Personal information
- Full name: Denys Vadymovych Shostak
- Date of birth: 24 January 2003 (age 23)
- Place of birth: Poltava, Ukraine
- Height: 1.90 m (6 ft 3 in)
- Position: Central midfielder

Team information
- Current team: Oleksandriya
- Number: 71

Youth career
- 2016–2018: Vorskla Poltava
- 2018–2021: Shakhtar Donetsk

Senior career*
- Years: Team / Apps / (Gls)
- 2021–2023: Shakhtar Donetsk / 0 / (0)
- 2021–2022: → Mariupol (loan) / 13 / (0)
- 2022–2023: → Estoril Praia (loan) / 0 / (0)
- 2023–: Oleksandriya / 54 / (2)

International career^{‡}
- 2019–2020: Ukraine U17 / 8 / (1)
- 2021: Ukraine U19 / 3 / (2)
- 2024: Ukraine U23 / 5 / (1)

= Denys Shostak =

Ukrainian footballer

Denys Vadymovych Shostak (Денис Вадимович Шостак; born 24 January 2003) is a Ukrainian professional footballer who plays as a central midfielder for Oleksandriya.

==Club career==
Mykytyshyn is a product of Vorskla Poltava and Shakhtar Donetsk youth sportive school systems.
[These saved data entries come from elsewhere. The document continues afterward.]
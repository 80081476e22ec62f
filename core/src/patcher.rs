#![deny(missing_docs)]

//! # Code Patching
//!
//! Workflows that tie extraction, merge and rewriting together, either on an
//! already parsed declaration or directly on Go source text.

use crate::error::AppResult;
use crate::extract::parse_struct;
use crate::merge::{merge_structs, PreservationSet};
use crate::model::{FieldDef, StructDef};
use crate::rewrite::update_decl;
use crate::syntax::{GoSource, StructDecl};
use crate::tag::default_json_tag;

/// Result of merging a struct inside a source file.
#[derive(Debug, Clone, PartialEq, Eq)]
pub struct MergeOutcome {
    /// The struct as it was in the source.
    pub current: StructDef,
    /// The merged definition.
    pub merged: StructDef,
    /// The source text with the struct rewritten.
    pub source: String,
}

/// Merges the fields of `decl` with the desired `fields`.
///
/// Returns the merged definition; `decl` is left untouched.
pub fn update_struct_fields(
    decl: &StructDecl,
    name: &str,
    fields: Vec<FieldDef>,
    preserve: Option<&PreservationSet>,
) -> StructDef {
    let current = parse_struct(decl, name);
    let desired = StructDef::new(name, fields);
    merge_structs(&current, &desired, preserve)
}

/// Merges `desired` into the struct named `struct_name` and rewrites it in the source.
///
/// Text outside the struct's `struct { ... }` span is left byte-for-byte
/// intact. When `desired` has a different name, only the field list changes;
/// the declared name in the source stays as it is.
///
/// # Examples
/// ```
/// use gostruct_core::model::{FieldDef, StructDef};
/// use gostruct_core::patcher::merge_struct_in_source;
///
/// let code = "package models\n\ntype User struct {\n\tID int `json:\"id\"`\n\tAge int\n}\n";
/// let desired = StructDef::new("User", vec![FieldDef::new("ID", "int64")]);
///
/// let outcome = merge_struct_in_source(code, "User", &desired, None).unwrap();
/// assert_eq!(
///     outcome.source,
///     "package models\n\ntype User struct {\n\tID int64 `json:\"id\"`\n}\n"
/// );
/// ```
pub fn merge_struct_in_source(
    source: &str,
    struct_name: &str,
    desired: &StructDef,
    preserve: Option<&PreservationSet>,
) -> AppResult<MergeOutcome> {
    let parsed = GoSource::parse(source)?;
    let site = parsed.find_struct(struct_name)?;

    let current = parse_struct(&site.decl, &site.name);
    let merged = merge_structs(&current, desired, preserve);

    let mut decl = site.decl.clone();
    update_decl(&mut decl, &merged);
    let source = site.splice(source, &decl);

    Ok(MergeOutcome {
        current,
        merged,
        source,
    })
}

/// Gives every field without a tag a `json:"snake_case"` tag.
pub fn fill_missing_json_tags(def: &mut StructDef) {
    for field in def.fields.iter_mut().filter(|f| f.tag.is_empty()) {
        field.tag = default_json_tag(&field.name);
    }
}
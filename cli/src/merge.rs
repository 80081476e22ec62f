#![deny(missing_docs)]

//! # Merge Command
//!
//! Merges a desired model into a struct of a Go file.
//!
//! By default the patched file is printed to stdout. `--write` rewrites the
//! file in place and `--preview` prints only the merged model.

use crate::desired::DesiredArgs;
use crate::error::CliResult;
use gostruct_core::FormatOptions;
use std::fs;
use std::path::PathBuf;

/// Arguments for the merge command.
#[derive(clap::Args, Debug, Clone)]
pub struct MergeArgs {
    /// Go source file holding the struct.
    pub file: PathBuf,

    #[clap(flatten)]
    #[allow(missing_docs)]
    pub desired: DesiredArgs,

    /// Rewrite the file in place.
    #[clap(long, conflicts_with = "preview")]
    pub write: bool,

    /// Print only the merged struct model.
    #[clap(long)]
    pub preview: bool,
}

/// Executes the merge command.
pub fn execute(args: &MergeArgs) -> CliResult<()> {
    if let Some(output) = run(args)? {
        print!("{}", output);
    }
    Ok(())
}

/// Performs the merge. Returns the text to print, or `None` after `--write`.
pub fn run(args: &MergeArgs) -> CliResult<Option<String>> {
    let source = fs::read_to_string(&args.file)?;
    let outcome = args.desired.merge(&source)?;

    if args.preview {
        return Ok(Some(format!(
            "{}\n",
            outcome.merged.format(FormatOptions::default())
        )));
    }

    if args.write {
        if outcome.source == source {
            tracing::info!("{:?} already up to date", args.file);
        } else {
            fs::write(&args.file, &outcome.source)?;
            tracing::info!(
                "Updated struct '{}' in {:?}",
                args.desired.struct_name,
                args.file
            );
        }
        return Ok(None);
    }

    Ok(Some(outcome.source))
}

#[cfg(test)]
mod tests {
    use super::*;
    use crate::desired::tests::{args, write_file, USER_GO};
    use pretty_assertions::assert_eq;

    const PLAN: &str = "fields:\n  - name: ID\n    type: int64\n  - name: Email\n    type: string\npreserve: [Age]\n";

    fn merge_args(file: PathBuf, plan: PathBuf) -> MergeArgs {
        MergeArgs {
            file,
            desired: args(plan),
            write: false,
            preview: false,
        }
    }

    #[test]
    fn test_merge_prints_patched_file() {
        let dir = tempfile::tempdir().unwrap();
        let file = write_file(&dir, "user.go", USER_GO);
        let plan = write_file(&dir, "plan.yaml", PLAN);

        let output = run(&merge_args(file.clone(), plan)).unwrap().unwrap();
        assert_eq!(
            output,
            "package models\n\ntype User struct {\n\tID    int64 `json:\"id\"`\n\tEmail string\n\tAge   int\n}\n"
        );
        assert_eq!(fs::read_to_string(&file).unwrap(), USER_GO);
    }

    #[test]
    fn test_merge_write_in_place() {
        let dir = tempfile::tempdir().unwrap();
        let file = write_file(&dir, "user.go", USER_GO);
        let plan = write_file(&dir, "plan.yaml", PLAN);
        let mut merge = merge_args(file.clone(), plan);
        merge.write = true;

        assert_eq!(run(&merge).unwrap(), None);
        let written = fs::read_to_string(&file).unwrap();
        assert!(written.contains("\tEmail string\n"));
        assert!(!written.contains("Name"));

        // A second run finds nothing to change.
        assert_eq!(run(&merge).unwrap(), None);
        assert_eq!(fs::read_to_string(&file).unwrap(), written);
    }

    #[test]
    fn test_merge_preview() {
        let dir = tempfile::tempdir().unwrap();
        let file = write_file(&dir, "user.go", USER_GO);
        let plan = write_file(&dir, "plan.yaml", PLAN);
        let mut merge = merge_args(file, plan);
        merge.preview = true;

        assert_eq!(
            run(&merge).unwrap().unwrap(),
            "type User struct {\n\tID int64 `json:\"id\"`\n\tEmail string\n\tAge int\n}\n"
        );
    }

    #[test]
    fn test_merge_from_go_file() {
        let dir = tempfile::tempdir().unwrap();
        let file = write_file(&dir, "user.go", USER_GO);
        let desired = write_file(
            &dir,
            "desired.go",
            "package api\n\ntype User struct {\n\tName string `json:\"name\"` // Display name\n}\n",
        );
        let mut merge = merge_args(file, desired);
        merge.desired.preserve = vec!["ID".into()];

        assert_eq!(
            run(&merge).unwrap().unwrap(),
            "package models\n\ntype User struct {\n\tName string `json:\"name\"` // Display name\n\tID   int    `json:\"id\"`\n}\n"
        );
    }
}
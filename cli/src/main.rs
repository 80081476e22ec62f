#![deny(missing_docs)]

//! # Gostruct CLI
//!
//! Command Line Interface for inspecting and merging Go struct declarations.
//!
//! Supported Commands:
//! - `show`: Prints the normalized model of structs in a Go file.
//! - `list`: Lists the structs of a file or directory tree.
//! - `merge`: Merges a desired model into a struct and rewrites it.
//! - `diff`: Shows what `merge` would change.

use clap::{Parser, Subcommand};
use tracing_subscriber::EnvFilter;

use crate::error::{CliError, CliResult};

mod desired;
mod diff;
mod error;
mod list;
mod merge;
mod show;

#[derive(Parser, Debug)]
#[clap(author, version, about = "Go struct merge tool")]
struct Cli {
    /// Log debug diagnostics to stderr.
    #[clap(long, short, global = true)]
    verbose: bool,

    #[clap(subcommand)]
    command: Commands,
}

#[derive(Subcommand, Debug)]
enum Commands {
    /// Print the model of one or all structs in a Go file.
    Show(show::ShowArgs),
    /// List the structs declared in Go files.
    List(list::ListArgs),
    /// Merge a desired model into a struct.
    Merge(merge::MergeArgs),
    /// Show the differences a merge would introduce.
    Diff(diff::DiffArgs),
}

fn init_logging(verbose: bool) -> CliResult<()> {
    let directive = if verbose { "gostruct=debug" } else { "gostruct=info" };
    let directive = directive
        .parse()
        .map_err(|e| CliError::General(format!("Invalid log directive: {}", e)))?;

    tracing_subscriber::fmt()
        .with_env_filter(EnvFilter::from_default_env().add_directive(directive))
        .with_writer(std::io::stderr)
        .init();
    Ok(())
}

fn main() -> CliResult<()> {
    let cli = Cli::parse();
    init_logging(cli.verbose)?;

    match &cli.command {
        Commands::Show(args) => show::execute(args)?,
        Commands::List(args) => list::execute(args)?,
        Commands::Merge(args) => merge::execute(args)?,
        Commands::Diff(args) => diff::execute(args)?,
    }

    Ok(())
}

#[cfg(test)]
mod tests {
    use super::*;

    #[test]
    fn verify_cli_structure() {
        use clap::CommandFactory;
        Cli::command().debug_assert();
    }

    #[test]
    fn test_parse_merge_flags() {
        let cli = Cli::try_parse_from([
            "gostruct",
            "merge",
            "user.go",
            "--struct",
            "User",
            "--desired",
            "plan.yaml",
            "--preserve",
            "Age,Name",
            "--write",
        ])
        .unwrap();

        match cli.command {
            Commands::Merge(args) => {
                assert_eq!(args.desired.struct_name, "User");
                assert_eq!(args.desired.preserve, vec!["Age", "Name"]);
                assert!(args.write);
            }
            other => panic!("unexpected command: {:?}", other),
        }
    }

    #[test]
    fn test_write_conflicts_with_preview() {
        let res = Cli::try_parse_from([
            "gostruct",
            "merge",
            "user.go",
            "--struct",
            "User",
            "--desired",
            "plan.yaml",
            "--write",
            "--preview",
        ]);
        assert!(res.is_err());
    }
}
He made his debut for Mariupol in the Ukrainian Premier League in the away match against Dnipro-1 on 7 August 2021 which ended with a loss.

==International career==
On 6 March 2024, Shostak was called up by Ruslan Rotan to the Ukraine Olympic football team preliminary squad as a preparation to the 2024 Summer Olympics.

In June 2024, he took part in the Maurice Revello Tournament in France with Ukraine. He wins the competition by beating Ivory Coast in final.